Financieel resultaat: investeringen vallen terug van de geplande circa 190 miljoen naar 120 miljoen euro. Dit betekent dat sommige geplande heraanleggen van straten en het geplande nieuwe cultuurcentrum voorlopig worden uitgesteld. Wel blijft een recordaanpak: herstellen van erfgoedgebouwen krijgt veel van het beschikbare budget.
Op de belastingzijde voert Lier een taxshift door: de aanvullende personenbelasting gaat omlaag van 7,9% naar 7,2%, terwijl de opcentiemen op de onroerende voorheffing stijgen van 787 naar 995. Concreet verschuift een deel van de last van werkende huurders naar eigenaars en naar grote handelszaken: winkelketens met veel oppervlakte krijgen hogere rekeningen, kleinere binnenstadshandels worden relatief ontzien.

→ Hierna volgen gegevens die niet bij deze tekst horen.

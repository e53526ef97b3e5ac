//! Modelo de Cliente
//!
//! Este módulo contiene el struct Cliente y el catálogo de sexo.
//! Mapea exactamente a la tabla clientes con primary key 'id'.

use serde::{Deserialize, Serialize};
use sqlx::{FromRow, Type};

/// Sexo del cliente - catálogo cerrado del formulario de registro
#[derive(Debug, Clone, Copy, Serialize, Deserialize, Type, PartialEq, Eq)]
pub enum Sexo {
    Masculino,
    Femenino,
}

/// Cliente principal - mapea exactamente a la tabla clientes
///
/// Los nombres en el API conservan el camelCase que espera el cliente
/// móvil (`codigoPostal`, `fechaNacimiento`).
#[derive(Debug, Clone, Serialize, Deserialize, FromRow)]
#[serde(rename_all = "camelCase")]
pub struct Cliente {
    #[serde(rename = "_id")]
    pub id: String,
    pub nombre: String,
    pub telefono: String,
    #[serde(skip_serializing_if = "Option::is_none")]
    pub direccion: Option<String>,
    #[serde(skip_serializing_if = "Option::is_none")]
    pub codigo_postal: Option<String>,
    #[serde(skip_serializing_if = "Option::is_none")]
    pub rfc: Option<String>,
    #[serde(skip_serializing_if = "Option::is_none")]
    pub sexo: Option<Sexo>,
    #[serde(skip_serializing_if = "Option::is_none")]
    pub fecha_nacimiento: Option<String>,
}
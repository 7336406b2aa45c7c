// Schemadiffライブラリのエントリーポイント
//
// モジュール構造:
// - cli: CLIレイヤー（ユーザー入力の受付とコマンドルーティング）
// - core: コアドメインロジック（スキーマの正準表現、差分レポート、エラー型）
// - adapters: ファイルシステムへのアクセスを抽象化
// - services: パーサー、パーサーファクトリー、スキーマ比較

pub mod adapters;
pub mod cli;
pub mod core;
pub mod services;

Verder verdwijnen sommige bedrijfstaksen en de terrasbelasting om de horeca te ondersteunen; er komt wel een toeristenbelasting.
Praktische plannen: van de 120 miljoen gaat een groot deel naar erfgoedrestauratie, bijna 20 straten worden heraangelegd met veilige fietspaden, parkeren wordt versoepeld (1 uur gratis i.p.v. 30 minuten), de stad wil minstens drie nieuwe parken aankopen/aanleggen, Netestadion en Stadsmuseum uitbreiden, crisiswoningen renoveren en extra opvangplaatsen creëren, en de C&A‑site en aangrenzende binnengebieden ontwikkelen.